(Beginning of DATA EXTRACTS)

//! Embedding configuration: trait and env-based implementation.

use anyhow::Result;
use std::env;

pub const DEFAULT_EMBEDDING_MODEL: &str = "text-embedding-3-small";

/// Embedding service configuration interface.
pub trait EmbeddingConfig: Send + Sync {
    fn api_key(&self) -> &str;
    /// Optional OpenAI-compatible base URL; `None` means the default OpenAI endpoint.
    fn base_url(&self) -> Option<&str>;
    fn model(&self) -> &str;
}

/// Embedding config loaded from environment variables.
#[derive(Debug, Clone)]
pub struct EnvEmbeddingConfig {
    pub embedding_api_key: String,
    pub embedding_base_url: Option<String>,
    pub embedding_model: String,
}

impl EmbeddingConfig for EnvEmbeddingConfig {
    fn api_key(&self) -> &str {
        &self.embedding_api_key
    }
    fn base_url(&self) -> Option<&str> {
        self.embedding_base_url.as_deref().filter(|s| !s.is_empty())
    }
    fn model(&self) -> &str {
        &self.embedding_model
    }
}

impl EnvEmbeddingConfig {
    /// Load from `EMBEDDING_API_KEY` (falls back to `OPENAI_API_KEY`), `EMBEDDING_BASE_URL`
    /// and `EMBEDDING_MODEL`.
    ///
    /// The chat endpoint (`OPENAI_BASE_URL`) is not reused: chat providers such as Groq have
    /// no embeddings API.
    pub fn from_env() -> Result<Self> {
        let embedding_api_key = env::var("EMBEDDING_API_KEY")
            .or_else(|_| env::var("OPENAI_API_KEY"))
            .unwrap_or_default();
        let embedding_base_url = env::var("EMBEDDING_BASE_URL")
            .ok()
            .filter(|s| !s.trim().is_empty());
        let embedding_model =
            env::var("EMBEDDING_MODEL").unwrap_or_else(|_| DEFAULT_EMBEDDING_MODEL.to_string());
        Ok(Self {
            embedding_api_key,
            embedding_base_url,
            embedding_model,
        })
    }

    /// Validate config: an API key is required.
    pub fn validate(&self) -> Result<()> {
        if self.embedding_api_key.is_empty() {
            anyhow::bail!("EMBEDDING_API_KEY or OPENAI_API_KEY must be set for recipe retrieval");
        }
        Ok(())
    }
}
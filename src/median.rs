//! Median Aggregator
//!
//! Median attribution per distinct feature value, optionally split by segment.
use crate::data::{AttributionMatrix, Dataset, Scalar};
use crate::errors::RenderError;
use crate::segment::{segment_labels, SegmentLabel};
use crate::utils::median;
use hashbrown::HashMap;
use std::collections::HashSet;

#[derive(Debug, Clone, PartialEq)]
pub struct MedianRow {
    pub feature_value: Scalar,
    pub segment: Option<SegmentLabel>,
    pub median: f64,
}

/// One row per distinct (feature value, segment) key, sorted by key.
#[derive(Debug, Clone, Default, PartialEq)]
pub struct MedianTable {
    pub rows: Vec<MedianRow>,
}

/// The points of one median line.
#[derive(Debug, Clone, PartialEq)]
pub struct MedianLine {
    pub segment: Option<SegmentLabel>,
    pub points: Vec<(Scalar, f64)>,
}

impl MedianTable {
    pub fn len(&self) -> usize {
        self.rows.len()
    }

    pub fn is_empty(&self) -> bool {
        self.rows.is_empty()
    }

    /// Split the table into one line per segment, segments in order of first
    /// appearance in the table. Without segments there is a single line.
    pub fn lines(&self) -> Vec<MedianLine> {
        let mut lines: Vec<MedianLine> = Vec::new();
        for row in &self.rows {
            match lines.iter_mut().find(|l| l.segment == row.segment) {
                Some(line) => line.points.push((row.feature_value.clone(), row.median)),
                None => lines.push(MedianLine {
                    segment: row.segment.clone(),
                    points: vec![(row.feature_value.clone(), row.median)],
                }),
            }
        }
        lines
    }
}

/// Median attribution of `feature` for each distinct value of
/// `dataset[feature]`, and of `segment` when given.
///
/// A segment listed in `numeric_cols` is grouped by its quartile bin.
pub fn compute_median(
    feature: &str,
    dataset: &Dataset,
    attributions: &AttributionMatrix,
    segment: Option<&str>,
    numeric_cols: &HashSet<String>,
) -> Result<MedianTable, RenderError> {
    let labels = match segment {
        Some(col) => Some(segment_labels(dataset, col, numeric_cols)?),
        None => None,
    };
    compute_median_by(feature, dataset, attributions, labels.as_deref())
}

/// Like [`compute_median`], with the segment already resolved to one label per row.
///
/// Rows with a NaN feature value or an unbinnable segment are left out, and
/// NaN attributions are ignored within a group.
pub fn compute_median_by(
    feature: &str,
    dataset: &Dataset,
    attributions: &AttributionMatrix,
    segment: Option<&[SegmentLabel]>,
) -> Result<MedianTable, RenderError> {
    let column = dataset.require(feature)?;
    let values = attributions.column(feature)?;
    if values.len() != column.len() {
        return Err(RenderError::RowMismatch(feature.to_string(), column.len(), values.len()));
    }
    if let Some(labels) = segment {
        if labels.len() != column.len() {
            return Err(RenderError::InvalidParameter(
                "segment".to_string(),
                format!("{} segment labels", column.len()),
                labels.len().to_string(),
            ));
        }
    }

    let mut groups: HashMap<(Scalar, Option<SegmentLabel>), Vec<f64>> = HashMap::new();
    for (i, value) in values.iter().enumerate() {
        let key = column.scalar(i);
        if key.as_f64().is_some_and(f64::is_nan) {
            continue;
        }
        let label = segment.map(|labels| labels[i].clone());
        if label == Some(SegmentLabel::Missing) {
            continue;
        }
        let group = groups.entry((key, label)).or_default();
        if !value.is_nan() {
            group.push(*value);
        }
    }

    let mut rows: Vec<MedianRow> = groups
        .into_iter()
        .map(|((feature_value, segment), group)| MedianRow {
            feature_value,
            segment,
            median: median(&group),
        })
        .collect();
    rows.sort_by(|a, b| (&a.feature_value, &a.segment).cmp(&(&b.feature_value, &b.segment)));
    Ok(MedianTable { rows })
}

#[cfg(test)]
mod tests {
    use super::*;
    use crate::data::Column;

    fn scenario() -> (Dataset, AttributionMatrix) {
        let ds = Dataset::from_columns(vec![
            ("x", Column::Numeric(vec![1., 1., 2.])),
            ("y", Column::Categorical(vec!["A".into(), "A".into(), "B".into()])),
        ])
        .unwrap();
        let shap = AttributionMatrix::new(vec!["x".to_string()], vec![vec![0.2, 0.4, -0.1]]).unwrap();
        (ds, shap)
    }

    #[test]
    fn test_median_by_segment() {
        let (ds, shap) = scenario();
        let table = compute_median("x", &ds, &shap, Some("y"), &HashSet::new()).unwrap();
        assert_eq!(table.len(), 2);
        assert_eq!(table.rows[0].feature_value, Scalar::from(1.0));
        assert_eq!(table.rows[0].segment, Some(SegmentLabel::Value(Scalar::from("A"))));
        assert!((table.rows[0].median - 0.3).abs() < 1e-12);
        assert_eq!(table.rows[1].feature_value, Scalar::from(2.0));
        assert_eq!(table.rows[1].segment, Some(SegmentLabel::Value(Scalar::from("B"))));
        assert_eq!(table.rows[1].median, -0.1);
    }

    #[test]
    fn test_one_row_per_key() {
        let ds = Dataset::from_columns(vec![
            ("x", Column::Numeric(vec![3., 1., 3., 2., 1., 3.])),
            ("s", Column::Numeric(vec![0., 1., 0., 1., 0., 1.])),
        ])
        .unwrap();
        let shap = AttributionMatrix::new(vec!["x".to_string()], vec![vec![1., 2., 3., 4., 5., 6.]]).unwrap();

        let table = compute_median("x", &ds, &shap, None, &HashSet::new()).unwrap();
        let keys: Vec<f64> = table.rows.iter().filter_map(|r| r.feature_value.as_f64()).collect();
        assert_eq!(keys, vec![1., 2., 3.]);
        let medians: Vec<f64> = table.rows.iter().map(|r| r.median).collect();
        assert_eq!(medians, vec![3.5, 4., 3.]);

        let table = compute_median("x", &ds, &shap, Some("s"), &HashSet::new()).unwrap();
        let keys: HashSet<_> = table.rows.iter().map(|r| (r.feature_value.clone(), r.segment.clone())).collect();
        assert_eq!(keys.len(), table.len());
        assert_eq!(table.len(), 5);
    }

    #[test]
    fn test_median_is_idempotent() {
        let (ds, shap) = scenario();
        let a = compute_median("x", &ds, &shap, Some("y"), &HashSet::new()).unwrap();
        let b = compute_median("x", &ds, &shap, Some("y"), &HashSet::new()).unwrap();
        assert_eq!(a, b);
    }

    #[test]
    fn test_median_empty_dataset() {
        let ds = Dataset::from_columns(vec![("x", Column::Numeric(vec![]))]).unwrap();
        let shap = AttributionMatrix::new(vec!["x".to_string()], vec![vec![]]).unwrap();
        let table = compute_median("x", &ds, &shap, None, &HashSet::new()).unwrap();
        assert!(table.is_empty());
        assert!(table.lines().is_empty());
    }

    #[test]
    fn test_median_errors() {
        let (ds, shap) = scenario();
        assert_eq!(
            compute_median("y", &ds, &shap, None, &HashSet::new()),
            Err(RenderError::MissingColumn("y".to_string(), "attribution matrix".to_string()))
        );
        assert_eq!(
            compute_median("x", &ds, &shap, Some("z"), &HashSet::new()),
            Err(RenderError::MissingColumn("z".to_string(), "dataset".to_string()))
        );
        let short = AttributionMatrix::new(vec!["x".to_string()], vec![vec![0.1, 0.2]]).unwrap();
        assert_eq!(
            compute_median("x", &ds, &short, None, &HashSet::new()),
            Err(RenderError::RowMismatch("x".to_string(), 3, 2))
        );
    }

    #[test]
    fn test_lines_split_by_segment() {
        let (ds, shap) = scenario();
        let table = compute_median("x", &ds, &shap, Some("y"), &HashSet::new()).unwrap();
        let lines = table.lines();
        assert_eq!(lines.len(), 2);
        assert_eq!(lines[0].segment, Some(SegmentLabel::Value(Scalar::from("A"))));
        assert_eq!(lines[0].points.len(), 1);

        let table = compute_median("x", &ds, &shap, None, &HashSet::new()).unwrap();
        let lines = table.lines();
        assert_eq!(lines.len(), 1);
        assert_eq!(lines[0].segment, None);
        assert_eq!(lines[0].points.len(), 2);
    }
}
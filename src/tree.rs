use crate::data::Matrix;
use crate::node::{Node, SplitInfo};
use serde::{Deserialize, Serialize};
use std::cmp::Ordering;
use std::fmt::{self, Display};

/// Splits must improve the sum of squared errors by more than this.
const MIN_SPLIT_GAIN: f64 = 1e-12;

#[derive(Deserialize, Serialize, Clone, Copy, Debug, PartialEq)]
pub struct TreeParams {
    pub max_depth: usize,
    pub min_samples_split: usize,
    pub min_samples_leaf: usize,
}

/// A CART regression tree grown with exact, variance reducing splits.
#[derive(Deserialize, Serialize, Clone, Debug, Default, PartialEq)]
pub struct Tree {
    pub nodes: Vec<Node>,
    pub depth: usize,
    pub n_leaves: usize,
}

impl Tree {
    pub fn new() -> Self {
        Self::default()
    }

    /// Grow the tree on the rows listed in `index`.
    ///
    /// `index` may contain repeated rows, which is how bootstrap samples are
    /// passed in. It is reordered in place while the tree is grown.
    pub fn fit(&mut self, data: &Matrix<f64>, mut index: Vec<usize>, y: &[f64], params: &TreeParams) {
        self.nodes.clear();
        self.depth = 0;
        self.n_leaves = 0;
        if index.is_empty() {
            return;
        }

        let (weight, cover) = node_stats(&index, y);
        self.nodes.push(Node::leaf(0, 0, weight, cover));

        // (node, start, stop) into `index`
        let mut growable = vec![(0_usize, 0_usize, index.len())];
        while let Some((n_idx, start, stop)) = growable.pop() {
            let depth = self.nodes[n_idx].depth;
            if depth >= params.max_depth || (stop - start) < params.min_samples_split {
                continue;
            }
            let split = match best_split(data, &index[start..stop], y, params.min_samples_leaf) {
                Some(split) => split,
                None => continue,
            };

            let mid = start + pivot_on_split(&mut index[start..stop], data.get_col(split.feature), split.value);
            let left_num = self.nodes.len();
            let right_num = left_num + 1;

            let (left_weight, left_cover) = node_stats(&index[start..mid], y);
            let (right_weight, right_cover) = node_stats(&index[mid..stop], y);
            self.nodes.push(Node::leaf(left_num, depth + 1, left_weight, left_cover));
            self.nodes.push(Node::leaf(right_num, depth + 1, right_weight, right_cover));
            self.nodes[n_idx].make_parent_node(&split, left_num, right_num);

            growable.push((left_num, start, mid));
            growable.push((right_num, mid, stop));
        }

        self.n_leaves = self.nodes.iter().filter(|n| n.is_leaf).count();
        self.depth = self.nodes.iter().map(|n| n.depth).max().unwrap_or(0);
    }

    pub fn predict_row_from_row_slice(&self, row: &[f64]) -> f64 {
        let mut node_idx = 0;
        loop {
            let node = &self.nodes[node_idx];
            if node.is_leaf {
                return node.weight_value;
            }
            node_idx = node.get_child_idx(&row[node.split_feature]);
        }
    }

    pub fn predict(&self, data: &Matrix<f64>) -> Vec<f64> {
        data.index
            .iter()
            .map(|i| self.predict_row_from_row_slice(&data.get_row(*i)))
            .collect()
    }

    /// Cover weighted average of the leaf weights below node `i`.
    ///
    /// At the root this is the tree's expected value.
    pub fn get_average_leaf_weights(&self, i: usize) -> f64 {
        let node = &self.nodes[i];
        if node.is_leaf {
            node.weight_value
        } else {
            let left_node = &self.nodes[node.left_child];
            let right_node = &self.nodes[node.right_child];
            let w = left_node.cover * self.get_average_leaf_weights(node.left_child)
                + right_node.cover * self.get_average_leaf_weights(node.right_child);
            w / node.cover
        }
    }
}

impl Display for Tree {
    fn fmt(&self, f: &mut fmt::Formatter) -> fmt::Result {
        let mut print_buffer: Vec<usize> = vec![0];
        let mut r = String::new();
        while let Some(idx) = print_buffer.pop() {
            let node = &self.nodes[idx];
            r += format!("{}{}\n", "      ".repeat(node.depth).as_str(), node).as_str();
            if !node.is_leaf {
                print_buffer.push(node.right_child);
                print_buffer.push(node.left_child);
            }
        }
        write!(f, "{}", r)
    }
}

fn node_stats(index: &[usize], y: &[f64]) -> (f64, f64) {
    let cover = index.len() as f64;
    let sum: f64 = index.iter().map(|i| y[*i]).sum();
    (sum / cover, cover)
}

fn missing_last(a: f64, b: f64) -> Ordering {
    match (a.is_nan(), b.is_nan()) {
        (true, true) => Ordering::Equal,
        (true, false) => Ordering::Greater,
        (false, true) => Ordering::Less,
        (false, false) => a.total_cmp(&b),
    }
}

/// Exhaustive search for the split that most reduces the sum of squared errors.
///
/// Thresholds sit midway between consecutive distinct values. Missing values
/// never define a threshold and always fall to the right.
fn best_split(data: &Matrix<f64>, index: &[usize], y: &[f64], min_samples_leaf: usize) -> Option<SplitInfo> {
    let n = index.len();
    let total: f64 = index.iter().map(|i| y[*i]).sum();
    let parent_score = total * total / n as f64;
    let min_samples_leaf = min_samples_leaf.max(1);

    let mut best: Option<SplitInfo> = None;
    let mut pairs: Vec<(f64, f64)> = Vec::with_capacity(n);
    for feature in 0..data.cols {
        let col = data.get_col(feature);
        pairs.clear();
        pairs.extend(index.iter().map(|i| (col[*i], y[*i])));
        pairs.sort_by(|a, b| missing_last(a.0, b.0));
        let n_finite = pairs.iter().take_while(|(x, _)| !x.is_nan()).count();

        let mut left_sum = 0.0;
        for i in 0..n_finite.saturating_sub(1) {
            left_sum += pairs[i].1;
            let n_left = i + 1;
            let n_right = n - n_left;
            let (lower, upper) = (pairs[i].0, pairs[i + 1].0);
            if lower == upper || n_left < min_samples_leaf || n_right < min_samples_leaf {
                continue;
            }
            let right_sum = total - left_sum;
            let gain = left_sum * left_sum / n_left as f64 + right_sum * right_sum / n_right as f64 - parent_score;
            if gain > best.map_or(MIN_SPLIT_GAIN, |b| b.gain) {
                let mut value = lower / 2.0 + upper / 2.0;
                if value <= lower {
                    value = upper;
                }
                best = Some(SplitInfo { feature, value, gain });
            }
        }
    }
    best
}

/// Partition `index` so rows going left come first, returning the number of them.
pub fn pivot_on_split(index: &mut [usize], feature: &[f64], split_value: f64) -> usize {
    let mut low = 0;
    let mut high = index.len();
    while low < high {
        if feature[index[low]] < split_value {
            low += 1;
        } else {
            high -= 1;
            index.swap(low, high);
        }
    }
    low
}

(End of DATA EXTRACTS)

THE TASK: The expected output is every line from the material above where "crate" can be found.

YOUR RESPONSE:
use crate::data::{AttributionMatrix, Dataset, Scalar};
use crate::errors::RenderError;
use crate::segment::{segment_labels, SegmentLabel};
use crate::utils::median;
    use crate::data::Column;
use crate::data::Matrix;
use crate::node::{Node, SplitInfo};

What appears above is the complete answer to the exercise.